如何在随机森林中不显示 "samples" 和 "value" 的情况下绘制树?
How to plot tree without showing "samples" and "value" in random forest?
我想让我的树更简单,想知道如何在不显示样本(例如 83)和值(例如 [34,53,29,26])的情况下绘制树? (我不想要最后两行)
这是当前绘制树的部分代码。
X = df.iloc[:,0: -1]
y = df.iloc[:,-1]
X_train, X_test, y_train, y_test = train_test_split(X, y, test_size=0.3, stratify=y)
clf = RandomForestClassifier()
clf.fit(X_train,y_train)
.
.
.
.
# Here, I guess I need to add some commands.
plot_tree(clf.estimators_[5],
feature_names=X.columns,
class_names=names,
filled=True,
impurity=True,
rounded=True,
max_depth = 3)
假设我们有这样一个数据集,我们使用 ax =
参数分配 matplotlib 轴:
from sklearn.datasets import load_iris
from sklearn.ensemble import RandomForestClassifier
from sklearn import tree
import matplotlib.pyplot as plt
import re
import matplotlib
fig, ax = plt.subplots(figsize=(8,5))
clf = RandomForestClassifier(random_state=0)
iris = load_iris()
clf = clf.fit(iris.data, iris.target)
tree.plot_tree(clf.estimators_[0],ax=ax,
feature_names= iris.feature_names, class_names=iris.target_names)
不确定这是否是最好的方法,一种方法是进入 ax.properties()
并编辑文本:
def replace_text(obj):
if type(obj) == matplotlib.text.Annotation:
txt = obj.get_text()
txt = re.sub("\nsamples[^$]*class","\nclass",txt)
obj.set_text(txt)
return obj
ax.properties()['children'] = [replace_text(i) for i in ax.properties()['children']]
fig.show()
@StupidWolf 对上述命题的小改进。
如果类很多,则value = [...]
拆分成多行:
value = [100, 0, 0, 0, 0,
6, 7, 0, 0, 0, 0,
0, 13]
因此,我没有用 re.sub(...)
替换文本,而是检查哪一行开始 value
部分:
def replace_text(obj):
if type(obj) == matplotlib.text.Annotation:
txt = obj.get_text()
_lines = txt.splitlines()
_result = []
value_index = None
class_index = None
for i, _line in enumerate(_lines):
if "value" in _line:
value_index = i
if "class" in _line:
class_index = i
assert value_index and class_index
_result = _lines[:value_index] + _lines[class_index:]
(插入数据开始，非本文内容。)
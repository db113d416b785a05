// goal.rs — Goal: the schedulable unit of work.
//
// A Goal is pure data plus small validity predicates. It carries identity,
// description, derived execution status, priority, the relation sets
// (dependencies / subgoals / links), informational risk inputs, and an
// append-only audit trail. All concurrency lives in the GoalGraph that
// owns these records — callers only ever see copies.

use std::collections::BTreeSet;
use std::fmt;

use chrono::{DateTime, Duration, Utc};
use serde::{Deserialize, Serialize};
use serde_json::Value;
use uuid::Uuid;

/// The execution state of a goal.
///
/// `Pending` means ready to dispatch; `Blocked` means at least one
/// dependency is not complete. `Complete`, `Failed`, and `Cancelled` are
/// terminal: once reached, no further transition is permitted.
#[derive(Debug, Clone, Copy, Serialize, Deserialize, PartialEq, Eq)]
#[serde(rename_all = "snake_case")]
pub enum GoalStatus {
    /// Unblocked and eligible for dispatch on the next tick.
    Pending,

    /// At least one dependency has not reached `Complete`.
    Blocked,

    /// Explicitly marked in-flight by an external driver. The scheduler
    /// itself never assigns this state; it is accepted on import for
    /// compatibility with externally-maintained graphs.
    Active,

    /// Finished successfully.
    Complete,

    /// A handler or operator marked the goal failed.
    Failed,

    /// Cancelled by an operator or by the expiry sweep.
    Cancelled,
}

impl GoalStatus {
    /// Terminal states admit no further transitions.
    pub fn is_terminal(self) -> bool {
        matches!(
            self,
            GoalStatus::Complete | GoalStatus::Failed | GoalStatus::Cancelled
        )
    }
}

impl fmt::Display for GoalStatus {
    fn fmt(&self, f: &mut fmt::Formatter<'_>) -> fmt::Result {
        match self {
            GoalStatus::Pending => write!(f, "pending"),
            GoalStatus::Blocked => write!(f, "blocked"),
            GoalStatus::Active => write!(f, "active"),
            GoalStatus::Complete => write!(f, "complete"),
            GoalStatus::Failed => write!(f, "failed"),
            GoalStatus::Cancelled => write!(f, "cancelled"),
        }
    }
}

/// One entry in a goal's append-only audit trail.
///
/// Every mutating operation appends exactly one of these.
#[derive(Debug, Clone, Serialize, Deserialize)]
pub struct AuditEntry {
    /// When the mutation happened (UTC).
    pub timestamp: DateTime<Utc>,

    /// Short machine-readable event name (e.g. "completed", "hook_failed").
    pub event: String,

    /// Arbitrary event details. `serde_json::Value` can hold any JSON.
    #[serde(default, skip_serializing_if = "Value::is_null")]
    pub details: Value,
}

/// Creation parameters for a new goal.
///
/// A request struct instead of a long parameter list — everything except
/// the description has a sensible default, and call sites stay readable.
#[derive(Debug, Clone)]
pub struct AddGoal {
    pub description: String,
    pub priority: f64,
    /// Deadline used for priority pressure and ready-list ordering.
    pub deadline: Option<DateTime<Utc>>,
    /// Expiry after which a pending/blocked goal is auto-cancelled.
    pub expiry: Option<DateTime<Utc>>,
    pub dependencies: Vec<Uuid>,
    pub owner: Option<String>,
    pub resources: Vec<String>,
    pub tags: Vec<String>,
    pub risk: f64,
    pub uncertainty: f64,
}

impl AddGoal {
    pub fn new(description: impl Into<String>) -> Self {
        Self {
            description: description.into(),
            priority: 1.0,
            deadline: None,
            expiry: None,
            dependencies: Vec::new(),
            owner: None,
            resources: Vec::new(),
            tags: Vec::new(),
            risk: 0.0,
            uncertainty: 0.0,
        }
    }

    pub fn priority(mut self, priority: f64) -> Self {
        self.priority = priority;
        self
    }

    pub fn deadline(mut self, deadline: DateTime<Utc>) -> Self {
        self.deadline = Some(deadline);
        self
    }

    pub fn expiry(mut self, expiry: DateTime<Utc>) -> Self {
        self.expiry = Some(expiry);
        self
    }

    pub fn depends_on(mut self, ids: impl IntoIterator<Item = Uuid>) -> Self {
        self.dependencies.extend(ids);
        self
    }

    pub fn owner(mut self, owner: impl Into<String>) -> Self {
        self.owner = Some(owner.into());
        self
    }

    pub fn risk(mut self, risk: f64) -> Self {
        self.risk = risk;
        self
    }

    pub fn uncertainty(mut self, uncertainty: f64) -> Self {
        self.uncertainty = uncertainty;
        self
    }
}

/// A single unit of work tracked by the goal graph.
#[derive(Debug, Clone, Serialize, Deserialize)]
pub struct Goal {
    /// Unique identifier, assigned at creation, immutable.
    pub id: Uuid,

    /// Free-text description. Immutable after creation — edits create
    /// audit entries, never new identity.
    pub description: String,

    /// Current execution state. Derived for Pending/Blocked; terminals
    /// are set by explicit mutations.
    pub status: GoalStatus,

    /// Urgency. Higher is more urgent; recomputed every tick.
    pub priority: f64,

    /// Completion fraction in 0.0..=1.0.
    #[serde(default)]
    pub progress: f64,

    /// When this goal was created.
    pub created: DateTime<Utc>,

    /// When this goal was last mutated.
    pub updated: DateTime<Utc>,

    /// When `status` last changed.
    pub last_state_change: DateTime<Utc>,

    /// Deadline driving priority pressure and ready-list ordering.
    #[serde(default, skip_serializing_if = "Option::is_none")]
    pub deadline: Option<DateTime<Utc>>,

    /// When passed while pending/blocked, the goal is auto-cancelled.
    #[serde(default, skip_serializing_if = "Option::is_none")]
    pub expiry: Option<DateTime<Utc>>,

    /// Goals that must reach `Complete` before this one may leave
    /// `Blocked`. May reference ids not yet present in the graph.
    #[serde(default)]
    pub dependencies: BTreeSet<Uuid>,

    /// Goals spawned from this one (reverse side of `dependencies`).
    #[serde(default)]
    pub subgoals: BTreeSet<Uuid>,

    /// Derived: the subset of `dependencies` not yet complete.
    /// Recomputed by the status resolver, never hand-edited.
    #[serde(default)]
    pub blocked_by: BTreeSet<Uuid>,

    /// Related-but-not-dependent goals. Pure annotation.
    #[serde(default)]
    pub links: BTreeSet<Uuid>,

    /// Risk estimate in 0.0..=1.0 — escalation input.
    #[serde(default)]
    pub risk: f64,

    /// Accumulated reward from feedback.
    #[serde(default)]
    pub reward: f64,

    /// Uncertainty estimate in 0.0..=1.0 — ordering tie-break input.
    #[serde(default)]
    pub uncertainty: f64,

    /// Identity string for notification routing.
    #[serde(default, skip_serializing_if = "Option::is_none")]
    pub owner: Option<String>,

    /// Opaque resource tags. Advisory only — no allocation logic.
    #[serde(default)]
    pub resources: Vec<String>,

    /// Free-form labels. Annotation only.
    #[serde(default)]
    pub tags: Vec<String>,

    /// Arbitrary key/value context, merged by `set_context`.
    #[serde(default)]
    pub context: serde_json::Map<String, Value>,

    /// Append-only audit trail.
    #[serde(default)]
    pub audit: Vec<AuditEntry>,
}

impl Goal {
    /// Create a new pending goal from a request. The dependency set is
    /// seeded here; blocked/pending derivation happens in the graph.
    pub fn new(req: AddGoal) -> Self {
        let now = Utc::now();
        let mut goal = Self {
            id: Uuid::new_v4(),
            description: req.description,
            status: GoalStatus::Pending,
            priority: req.priority,
            progress: 0.0,
            created: now,
            updated: now,
            last_state_change: now,
            deadline: req.deadline,
            expiry: req.expiry,
            dependencies: BTreeSet::new(),
            subgoals: BTreeSet::new(),
            blocked_by: BTreeSet::new(),
            links: BTreeSet::new(),
            risk: req.risk,
            reward: 0.0,
            uncertainty: req.uncertainty,
            owner: req.owner,
            resources: req.resources,
            tags: req.tags,
            context: serde_json::Map::new(),
            audit: Vec::new(),
        };
        for dep in req.dependencies {
            goal.add_dependency(dep);
        }
        goal
    }

    /// Append one audit entry and stamp `updated`.
    pub fn add_audit(&mut self, event: impl Into<String>, details: Value) {
        let now = Utc::now();
        self.updated = now;
        self.audit.push(AuditEntry {
            timestamp: now,
            event: event.into(),
            details,
        });
    }

    pub fn add_dependency(&mut self, dep: Uuid) {
        if self.dependencies.insert(dep) {
            self.add_audit("dependency_added", serde_json::json!({ "goal_id": dep }));
        }
    }

    pub fn add_subgoal(&mut self, sub: Uuid) {
        if self.subgoals.insert(sub) {
            self.add_audit("subgoal_added", serde_json::json!({ "goal_id": sub }));
        }
    }

    pub fn link_to(&mut self, other: Uuid) {
        if self.links.insert(other) {
            self.add_audit("linked", serde_json::json!({ "to": other }));
        }
    }

    /// Assign an advisory resource tag. Idempotent per resource.
    pub fn assign_resource(&mut self, resource: &str) {
        if !self.resources.iter().any(|r| r == resource) {
            self.resources.push(resource.to_string());
            self.add_audit("resource_assigned", serde_json::json!({ "resource": resource }));
        }
    }

    /// Set completion fraction, clamped to 0.0..=1.0.
    pub fn set_progress(&mut self, progress: f64) {
        self.progress = progress.clamp(0.0, 1.0);
        self.add_audit("progress", serde_json::json!({ "progress": self.progress }));
    }

    pub fn set_risk(&mut self, risk: f64) {
        self.risk = risk;
        self.add_audit("risk_updated", serde_json::json!({ "risk": risk }));
    }

    pub fn set_uncertainty(&mut self, uncertainty: f64) {
        self.uncertainty = uncertainty;
        self.add_audit(
            "uncertainty_updated",
            serde_json::json!({ "uncertainty": uncertainty }),
        );
    }

    /// Merge key/value pairs into the goal's context.
    pub fn set_context(&mut self, context: serde_json::Map<String, Value>) {
        let keys: Vec<String> = context.keys().cloned().collect();
        let details = serde_json::json!({ "keys": keys });
        for (k, v) in context {
            self.context.insert(k, v);
        }
        self.add_audit("context_updated", details);
    }

    /// Record feedback text and accumulate its reward delta.
    pub fn give_feedback(&mut self, feedback: &str, reward: f64) {
        self.reward += reward;
        self.add_audit(
            "feedback",
            serde_json::json!({ "feedback": feedback, "reward": reward }),
        );
    }

    /// Transition to `Complete`. Caller must check terminality first.
    pub fn mark_complete(&mut self, feedback: Option<&str>) {
        self.status = GoalStatus::Complete;
        self.progress = 1.0;
        self.last_state_change = Utc::now();
        let details = match feedback {
            Some(fb) => serde_json::json!({ "feedback": fb }),
            None => Value::Null,
        };
        self.add_audit("completed", details);
    }

    /// Transition to `Failed`. Caller must check terminality first.
    pub fn mark_failed(&mut self, reason: &str) {
        self.status = GoalStatus::Failed;
        self.last_state_change = Utc::now();
        self.add_audit("failed", serde_json::json!({ "reason": reason }));
    }

    /// Transition to `Cancelled`. Caller must check terminality first.
    pub fn mark_cancelled(&mut self, reason: &str) {
        self.status = GoalStatus::Cancelled;
        self.last_state_change = Utc::now();
        self.add_audit("cancelled", serde_json::json!({ "reason": reason }));
    }

    /// Whether the expiry timestamp (if any) has passed.
    pub fn is_expired(&self, now: DateTime<Utc>) -> bool {
        self.expiry.is_some_and(|e| now > e)
    }

    /// Whether any dependency is still outstanding (per the last resolver pass).
    pub fn is_blocked(&self) -> bool {
        !self.blocked_by.is_empty()
    }

    /// Whether the deadline falls within the given window from `now`.
    /// Overdue deadlines count as within the window.
    pub fn deadline_within(&self, now: DateTime<Utc>, window: Duration) -> bool {
        self.deadline.is_some_and(|d| d - now <= window)
    }

    /// Ready for dispatch: pending, unblocked, not expired.
    pub fn is_ready(&self, now: DateTime<Utc>) -> bool {
        self.status == GoalStatus::Pending && !self.is_blocked() && !self.is_expired(now)
    }
}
obj.set_text("\n".join(_result))
return obj
我想让我的树更简单,想知道如何在不显示样本(例如 83)和值(例如 [34,53,29,26])的情况下绘制树? (我不想要最后两行)
这是当前绘制树的部分代码。
X = df.iloc[:,0: -1]
y = df.iloc[:,-1]
X_train, X_test, y_train, y_test = train_test_split(X, y, test_size=0.3, stratify=y)
clf = RandomForestClassifier()
clf.fit(X_train,y_train)
.
.
.
.
# Here, I guess I need to add some commands.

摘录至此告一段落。